__Exercise directions__
The required result is every line of the records that includes "RecordingCalendar".
━━━ Excerpted data
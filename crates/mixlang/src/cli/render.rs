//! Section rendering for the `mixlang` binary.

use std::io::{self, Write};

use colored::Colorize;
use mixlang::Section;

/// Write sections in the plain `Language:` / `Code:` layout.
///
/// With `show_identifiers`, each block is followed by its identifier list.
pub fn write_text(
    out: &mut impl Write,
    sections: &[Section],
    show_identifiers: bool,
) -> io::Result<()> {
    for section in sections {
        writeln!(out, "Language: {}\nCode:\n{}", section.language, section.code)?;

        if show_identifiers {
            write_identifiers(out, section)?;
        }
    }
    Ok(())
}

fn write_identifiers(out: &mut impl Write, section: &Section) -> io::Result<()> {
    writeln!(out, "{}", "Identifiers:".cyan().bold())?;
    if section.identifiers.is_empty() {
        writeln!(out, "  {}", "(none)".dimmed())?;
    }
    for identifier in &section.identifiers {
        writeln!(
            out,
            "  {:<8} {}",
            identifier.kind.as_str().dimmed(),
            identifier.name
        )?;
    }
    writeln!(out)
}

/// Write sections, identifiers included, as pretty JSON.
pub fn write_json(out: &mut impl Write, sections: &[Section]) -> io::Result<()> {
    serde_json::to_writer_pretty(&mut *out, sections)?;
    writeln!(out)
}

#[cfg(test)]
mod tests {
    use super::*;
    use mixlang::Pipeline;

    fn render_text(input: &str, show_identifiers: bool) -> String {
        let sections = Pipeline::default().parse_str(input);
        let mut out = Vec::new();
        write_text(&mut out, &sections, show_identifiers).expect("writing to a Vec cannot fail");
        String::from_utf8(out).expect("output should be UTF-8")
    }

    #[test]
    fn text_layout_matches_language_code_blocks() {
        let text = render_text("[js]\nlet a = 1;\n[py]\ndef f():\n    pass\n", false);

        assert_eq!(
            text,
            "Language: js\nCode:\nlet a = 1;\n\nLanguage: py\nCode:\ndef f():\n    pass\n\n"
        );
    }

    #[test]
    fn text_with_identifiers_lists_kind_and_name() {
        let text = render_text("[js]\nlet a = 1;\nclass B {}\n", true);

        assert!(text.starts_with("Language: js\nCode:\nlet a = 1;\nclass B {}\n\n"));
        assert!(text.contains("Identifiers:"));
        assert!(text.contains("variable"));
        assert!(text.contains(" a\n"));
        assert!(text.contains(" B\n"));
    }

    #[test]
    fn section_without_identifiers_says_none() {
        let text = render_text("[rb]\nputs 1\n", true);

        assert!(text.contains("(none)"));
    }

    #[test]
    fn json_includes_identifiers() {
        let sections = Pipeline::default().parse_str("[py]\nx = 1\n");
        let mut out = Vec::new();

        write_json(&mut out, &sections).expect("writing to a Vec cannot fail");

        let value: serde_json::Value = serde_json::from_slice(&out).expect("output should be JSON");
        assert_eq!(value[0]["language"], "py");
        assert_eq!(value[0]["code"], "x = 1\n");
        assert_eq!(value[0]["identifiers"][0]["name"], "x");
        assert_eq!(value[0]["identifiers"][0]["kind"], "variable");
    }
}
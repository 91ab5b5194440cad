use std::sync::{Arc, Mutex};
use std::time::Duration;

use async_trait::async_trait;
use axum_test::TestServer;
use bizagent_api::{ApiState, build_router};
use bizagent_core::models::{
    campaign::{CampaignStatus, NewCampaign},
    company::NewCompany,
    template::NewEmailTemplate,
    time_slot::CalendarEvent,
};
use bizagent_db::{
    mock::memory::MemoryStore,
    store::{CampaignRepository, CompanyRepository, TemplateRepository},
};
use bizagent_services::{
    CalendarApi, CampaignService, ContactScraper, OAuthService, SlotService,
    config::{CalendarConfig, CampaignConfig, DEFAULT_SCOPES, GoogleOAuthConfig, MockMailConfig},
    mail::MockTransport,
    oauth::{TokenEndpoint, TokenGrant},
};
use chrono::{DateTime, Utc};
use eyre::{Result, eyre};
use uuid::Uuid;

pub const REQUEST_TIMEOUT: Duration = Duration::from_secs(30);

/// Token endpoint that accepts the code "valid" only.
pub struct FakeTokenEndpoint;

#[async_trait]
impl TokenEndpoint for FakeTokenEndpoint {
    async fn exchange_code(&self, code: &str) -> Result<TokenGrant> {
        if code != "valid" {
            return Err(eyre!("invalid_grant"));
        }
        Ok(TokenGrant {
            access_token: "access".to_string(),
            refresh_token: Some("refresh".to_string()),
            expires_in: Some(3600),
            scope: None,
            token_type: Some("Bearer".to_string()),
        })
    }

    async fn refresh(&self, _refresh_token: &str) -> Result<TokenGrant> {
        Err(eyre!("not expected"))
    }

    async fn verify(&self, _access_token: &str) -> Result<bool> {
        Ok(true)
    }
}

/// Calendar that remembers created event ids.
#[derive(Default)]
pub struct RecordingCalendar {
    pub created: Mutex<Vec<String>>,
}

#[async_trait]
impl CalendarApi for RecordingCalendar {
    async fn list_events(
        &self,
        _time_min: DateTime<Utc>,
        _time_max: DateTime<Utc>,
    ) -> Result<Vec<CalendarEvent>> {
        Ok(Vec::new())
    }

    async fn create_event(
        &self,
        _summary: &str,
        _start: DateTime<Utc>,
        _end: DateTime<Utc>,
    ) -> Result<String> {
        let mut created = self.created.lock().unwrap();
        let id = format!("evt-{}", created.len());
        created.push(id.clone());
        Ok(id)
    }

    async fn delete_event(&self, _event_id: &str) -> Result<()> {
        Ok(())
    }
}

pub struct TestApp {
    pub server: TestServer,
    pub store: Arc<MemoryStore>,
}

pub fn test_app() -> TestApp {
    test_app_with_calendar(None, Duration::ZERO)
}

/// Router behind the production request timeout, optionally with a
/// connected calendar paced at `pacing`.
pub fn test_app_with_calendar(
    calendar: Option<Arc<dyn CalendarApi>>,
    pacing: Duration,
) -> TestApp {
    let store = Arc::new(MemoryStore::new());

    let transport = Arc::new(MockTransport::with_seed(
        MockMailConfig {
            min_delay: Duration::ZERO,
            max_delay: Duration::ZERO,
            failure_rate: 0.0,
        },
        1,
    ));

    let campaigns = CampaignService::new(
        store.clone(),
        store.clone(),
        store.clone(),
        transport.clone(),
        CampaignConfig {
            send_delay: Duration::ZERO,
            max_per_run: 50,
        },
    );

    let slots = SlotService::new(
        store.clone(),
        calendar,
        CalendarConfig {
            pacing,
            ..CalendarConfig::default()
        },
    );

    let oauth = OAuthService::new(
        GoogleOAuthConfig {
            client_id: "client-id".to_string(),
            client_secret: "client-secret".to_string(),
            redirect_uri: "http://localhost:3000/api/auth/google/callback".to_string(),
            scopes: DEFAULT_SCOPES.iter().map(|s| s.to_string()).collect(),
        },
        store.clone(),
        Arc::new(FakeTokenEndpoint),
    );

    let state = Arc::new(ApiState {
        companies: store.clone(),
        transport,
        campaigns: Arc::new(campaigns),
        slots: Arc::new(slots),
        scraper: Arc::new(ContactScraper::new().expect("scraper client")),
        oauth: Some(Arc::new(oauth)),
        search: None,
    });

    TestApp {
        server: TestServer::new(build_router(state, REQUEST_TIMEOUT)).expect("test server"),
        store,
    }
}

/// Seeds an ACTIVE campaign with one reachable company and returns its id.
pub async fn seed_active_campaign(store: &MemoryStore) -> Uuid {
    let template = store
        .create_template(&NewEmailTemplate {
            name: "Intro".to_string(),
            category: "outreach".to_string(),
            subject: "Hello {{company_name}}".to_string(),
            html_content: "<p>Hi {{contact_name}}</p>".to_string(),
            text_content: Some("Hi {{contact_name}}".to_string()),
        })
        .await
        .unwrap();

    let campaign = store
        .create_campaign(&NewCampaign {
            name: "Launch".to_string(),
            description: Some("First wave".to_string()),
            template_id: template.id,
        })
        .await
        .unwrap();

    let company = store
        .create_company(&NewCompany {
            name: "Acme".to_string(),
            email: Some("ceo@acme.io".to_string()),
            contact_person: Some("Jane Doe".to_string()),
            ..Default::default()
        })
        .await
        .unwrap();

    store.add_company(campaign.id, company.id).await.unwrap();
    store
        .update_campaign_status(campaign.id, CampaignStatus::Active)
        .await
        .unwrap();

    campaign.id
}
━━━━━━
__Task result__
pub struct RecordingCalendar {
impl CalendarApi for RecordingCalendar {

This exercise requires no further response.